[Saved entries]
--------------------------------------------------

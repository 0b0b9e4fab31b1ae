//! Logging configuration types

use crate::constants::DEFAULT_LOG_LEVEL;
use serde::{Deserialize, Serialize};
use std::path::PathBuf;

/// Logging configuration
#[derive(Debug, Clone, Serialize, Deserialize)]
#[serde(default)]
pub struct LoggingConfig {
    /// Log level (trace, debug, info, warn, error)
    pub level: String,

    /// Enable JSON output format
    pub json_format: bool,

    /// Log to a daily rolling file in addition to stdout
    pub file_output: Option<PathBuf>,
}

impl Default for LoggingConfig {
    fn default() -> Self {
        Self {
            level: DEFAULT_LOG_LEVEL.to_string(),
            json_format: false,
            file_output: None,
        }
    }
}
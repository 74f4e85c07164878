//! # PINODE Core
//!
//! The runtime of the PINODE sensor/actuator gateway.
//!
//! This crate provides the fundamental building blocks:
//!
//! - **Devices**: the [`Device`] contract every hardware family implements
//! - **Values**: typed [`ValueDescriptor`]s bound to accessor closures
//! - **Bus locks**: bounded, non-reentrant exclusion per physical bus
//! - **Scheduling**: periodic polls on one lane per device
//! - **Dispatch**: inbound commands routed to device writes and actions
//!
//! ## Quick Start
//!
//! ```rust,no_run
//! use pinode_core::{Command, Gateway, GatewaySettings, LogPublisher};
//! use std::sync::Arc;
//!
//! let mut gateway = Gateway::new(GatewaySettings::default(), Arc::new(LogPublisher));
//! // gateway.add_device(Box::new(my_device))?;
//! gateway.start().unwrap();
//!
//! let dispatcher = gateway.dispatcher();
//! let response = dispatcher.handle(&Command::get("gpio1", "status"));
//! println!("{:?}", response);
//!
//! gateway.stop();
//! ```

pub mod communication;
pub mod core;
pub mod dispatch;
pub mod driver;
pub mod error;
pub mod gateway;
pub mod scheduling;

// Re-export commonly used types for easy access
pub use communication::{
    ChannelPublisher, Command, CommandResponse, EventSink, LogPublisher, MemoryPublisher,
    NullPublisher, PublishMessage, Publisher,
};
pub use self::core::{
    into_handle, AccessMode, AcquisitionState, BusLock, BusLockGuard, BusLockRegistry,
    Capabilities, Device, DeviceHandle, Value, ValueDescriptor, ValueRegistry, ValueType,
};
pub use dispatch::{CommandDispatcher, DeviceTable};
pub use driver::{
    BoardMode, DeviceConfig, DriverStatus, GatewayConfig, GatewaySettings, GpioSettings,
};
pub use error::{PinodeError, PinodeResult};
pub use gateway::{DeviceHealth, Gateway, ShutdownReport};
pub use scheduling::{PollJob, PollJobInfo, PollScheduler, PollStats, SchedulerConfig};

--------------------------------------------------

**Work request**
Only a number is wanted here: how many lines above hold the string "LoggingConfig"?

**The answer**
2